**Task brief**
Which lines below include "Iterator"? Copy them all.

**Data shown**
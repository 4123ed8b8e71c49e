use super::page::VirtualPageEntry;
use hashbrown::{hash_map::Entry, HashMap};
use kidneyos_shared::mem::page_round_down;

/// Per-address-space map from page address to [`VirtualPageEntry`].
///
/// Lookups accept any address inside a page.
#[derive(Debug, Default)]
pub struct SupplementalPageTable(HashMap<usize, VirtualPageEntry>);

impl SupplementalPageTable {
    pub fn lookup(&self, vaddr: usize) -> Option<&VirtualPageEntry> {
        self.0.get(&page_round_down(vaddr))
    }

    pub fn lookup_mut(&mut self, vaddr: usize) -> Option<&mut VirtualPageEntry> {
        self.0.get_mut(&page_round_down(vaddr))
    }

    pub fn contains(&self, vaddr: usize) -> bool {
        self.0.contains_key(&page_round_down(vaddr))
    }

    /// Returns false, leaving the table untouched, if the page already has an
    /// entry.
    #[must_use]
    pub fn insert(&mut self, entry: VirtualPageEntry) -> bool {
        match self.0.entry(entry.vaddr()) {
            Entry::Occupied(_) => false,
            Entry::Vacant(slot) => {
                slot.insert(entry);
                true
            }
        }
    }

    pub fn remove(&mut self, vaddr: usize) -> Option<VirtualPageEntry> {
        self.0.remove(&page_round_down(vaddr))
    }

    pub fn len(&self) -> usize {
        self.0.len()
    }

    pub fn is_empty(&self) -> bool {
        self.0.is_empty()
    }

    pub fn iter(&self) -> impl Iterator<Item = &VirtualPageEntry> {
        self.0.values()
    }

    pub fn drain(&mut self) -> impl Iterator<Item = VirtualPageEntry> + '_ {
        self.0.drain().map(|(_, entry)| entry)
    }
}
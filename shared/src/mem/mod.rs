use crate::sizes::KB;

// Page size is 4KB. This is a property of x86 processors.
pub const PAGE_FRAME_SIZE: usize = 4 * KB;

// Any virtual address at or above OFFSET is a kernel address.
pub const OFFSET: usize = 0x80000000;

// User programs are linked at 0x08048000; nothing below it is ever handed out to
// a process, so any pointer under it is treated as garbage.
pub const USER_VADDR_START: usize = 0x0804_8000;

#[inline]
pub const fn page_round_down(addr: usize) -> usize {
    addr & !(PAGE_FRAME_SIZE - 1)
}

#[inline]
pub const fn page_offset(addr: usize) -> usize {
    addr & (PAGE_FRAME_SIZE - 1)
}

#[inline]
pub const fn is_page_aligned(addr: usize) -> bool {
    page_offset(addr) == 0
}

/// Whether `addr` may be touched by user code.
#[inline]
pub const fn is_user_vaddr(addr: usize) -> bool {
    addr >= USER_VADDR_START && addr < OFFSET
}
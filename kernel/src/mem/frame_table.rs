//! The global table of frames backing user pages.
//!
//! Every frame handed to a user page is tracked here by [`FrameId`]. A frame
//! is pinned from [`FrameTable::allocate`] until [`FrameTable::install`] binds
//! it to a page; only installed frames are on the eviction list.

use super::{
    page::PageKind,
    page_replacement::PageReplacementPolicy,
    swap::{SwapSlot, SwapSpace},
    AllocFlags, FrameAllocator, PhysFrame,
};
use crate::{
    sync::Mutex,
    threading::process::{AddressSpace, Pages},
};
use alloc::{
    boxed::Box,
    sync::{Arc, Weak},
    vec::Vec,
};
use kidneyos_shared::{eprintln, println};

/// Index of a frame in the frame table.
#[derive(Debug, Clone, Copy, PartialEq, Eq, Hash)]
pub struct FrameId(pub(crate) usize);

#[derive(Debug, Default, Clone, Copy, PartialEq, Eq)]
pub struct VmStats {
    pub page_ins: usize,
    pub evictions: usize,
    pub swap_outs: usize,
    pub write_backs: usize,
}

struct Owner {
    space: Weak<AddressSpace>,
    vaddr: usize,
}

impl Owner {
    /// Test and clear the hardware accessed bit.
    fn referenced(&self) -> bool {
        let Some(space) = self.space.upgrade() else {
            return false;
        };
        let mut pages = space.pages();
        let accessed = pages.page_dir.is_accessed(self.vaddr);
        if accessed {
            pages.page_dir.set_accessed(self.vaddr, false);
        }
        accessed
    }
}

struct Slot {
    frame: PhysFrame,
    /// `None` while pinned.
    owner: Option<Owner>,
}

pub struct FrameTable {
    allocator: Box<dyn FrameAllocator>,
    slots: Vec<Option<Slot>>,
    free_ids: Vec<usize>,
    policy: Box<dyn PageReplacementPolicy>,
    stats: VmStats,
    trace: bool,
}

impl FrameTable {
    pub fn new(
        allocator: Box<dyn FrameAllocator>,
        policy: Box<dyn PageReplacementPolicy>,
        trace: bool,
    ) -> Self {
        Self {
            allocator,
            slots: Vec::new(),
            free_ids: Vec::new(),
            policy,
            stats: VmStats::default(),
            trace,
        }
    }

    /// Get a pinned frame, evicting resident pages until the allocator has
    /// one to give.
    pub fn allocate(
        &mut self,
        flags: AllocFlags,
        swap: &Mutex<SwapSpace>,
    ) -> (FrameId, PhysFrame) {
        loop {
            if let Some(frame) = self.allocator.alloc(flags) {
                return (self.track(frame), frame);
            }
            self.evict(swap);
        }
    }

    fn track(&mut self, frame: PhysFrame) -> FrameId {
        let slot = Some(Slot { frame, owner: None });
        match self.free_ids.pop() {
            Some(index) => {
                self.slots[index] = slot;
                FrameId(index)
            }
            None => {
                self.slots.push(slot);
                FrameId(self.slots.len() - 1)
            }
        }
    }

    fn slot(&self, id: FrameId) -> &Slot {
        match self.slots.get(id.0) {
            Some(Some(slot)) => slot,
            _ => panic!("stale frame id {}", id.0),
        }
    }

    /// Bind a pinned frame to the page at `vaddr` and make it evictable.
    pub fn install(&mut self, id: FrameId, space: &Arc<AddressSpace>, vaddr: usize) {
        let Some(Some(slot)) = self.slots.get_mut(id.0) else {
            panic!("stale frame id {}", id.0);
        };
        assert!(slot.owner.is_none(), "frame {} installed twice", id.0);

        slot.owner = Some(Owner {
            space: Arc::downgrade(space),
            vaddr,
        });
        self.policy.insert(id);
    }

    /// Give a frame back to the allocator without saving its contents.
    pub fn release(&mut self, id: FrameId) {
        let Some(slot) = self.slots.get_mut(id.0).and_then(Option::take) else {
            panic!("stale frame id {}", id.0);
        };
        self.policy.remove(id);
        self.allocator.dealloc(slot.frame);
        self.free_ids.push(id.0);
    }

    pub fn frame(&self, id: FrameId) -> PhysFrame {
        self.slot(id).frame
    }

    /// Kernel view of physical frame `number`, which must be allocated.
    pub fn physical(&self, number: usize) -> Option<PhysFrame> {
        self.allocator.frame(number)
    }

    /// The page bound to `id`, or `None` while it is pinned or after its
    /// address space is gone.
    pub fn owner(&self, id: FrameId) -> Option<(Arc<AddressSpace>, usize)> {
        let owner = self.slot(id).owner.as_ref()?;
        Some((owner.space.upgrade()?, owner.vaddr))
    }

    pub fn is_evictable(&self, id: FrameId) -> bool {
        self.policy.contains(id)
    }

    /// Frames on the eviction list.
    pub fn resident_count(&self) -> usize {
        self.policy.len()
    }

    /// Frames allocated but not yet installed.
    pub fn pinned_count(&self) -> usize {
        self.slots
            .iter()
            .flatten()
            .filter(|slot| slot.owner.is_none())
            .count()
    }

    pub fn stats(&self) -> VmStats {
        self.stats
    }

    pub(crate) fn stats_mut(&mut self) -> &mut VmStats {
        &mut self.stats
    }

    fn evict(&mut self, swap: &Mutex<SwapSpace>) {
        let slots = &self.slots;
        let victim = self.policy.select_victim(&mut |id| {
            slots[id.0]
                .as_ref()
                .and_then(|slot| slot.owner.as_ref())
                .is_some_and(Owner::referenced)
        });
        let Some(victim) = victim else {
            eprintln!(
                "vm: out of frames and nothing to evict ({} pinned)",
                self.pinned_count()
            );
            panic!("out of memory");
        };

        let slot = self.slot(victim);
        let frame = slot.frame;
        let owner = slot
            .owner
            .as_ref()
            .and_then(|owner| Some((owner.space.upgrade()?, owner.vaddr)));

        // A dead owner is mid-teardown; its frame just goes back.
        if let Some((space, vaddr)) = owner {
            self.page_out(&space, vaddr, frame, swap);
            if self.trace {
                println!("vm: evicted {:#x} of pid {}", vaddr, space.pid());
            }
        }

        self.release(victim);
        self.stats.evictions += 1;
    }

    /// Save the contents of `frame`, resident at `vaddr`, and unmap it.
    fn page_out(
        &mut self,
        space: &Arc<AddressSpace>,
        vaddr: usize,
        frame: PhysFrame,
        swap: &Mutex<SwapSpace>,
    ) {
        let mut pages = space.pages();
        let Pages { page_dir, spt } = &mut *pages;

        let dirty = page_dir.is_dirty(vaddr);
        page_dir.clear(vaddr);

        let Some(entry) = spt.lookup_mut(vaddr) else {
            panic!("resident frame for {vaddr:#x} has no page entry");
        };

        // SAFETY: the page is unmapped and the frame table is locked, so
        // nobody else reads or writes the frame.
        let bytes = unsafe { frame.as_slice() };

        let slot: Option<SwapSlot> = match entry.kind() {
            PageKind::FileBacked(span) if dirty && span.shared => {
                if span.write_back(vaddr, bytes) {
                    self.stats.write_backs += 1;
                }
                None
            }
            PageKind::FileBacked(_) if dirty => Some(swap.lock().swap_out(bytes)),
            PageKind::FileBacked(_) => None,
            PageKind::Anonymous { .. } => Some(swap.lock().swap_out(bytes)),
            PageKind::Error => unreachable!("error page {vaddr:#x} was resident"),
        };
        if slot.is_some() {
            self.stats.swap_outs += 1;
        }

        entry.set_evicted(slot);
    }
}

**Result below**
    pub fn iter(&self) -> impl Iterator<Item = &VirtualPageEntry> {
    pub fn drain(&mut self) -> impl Iterator<Item = VirtualPageEntry> + '_ {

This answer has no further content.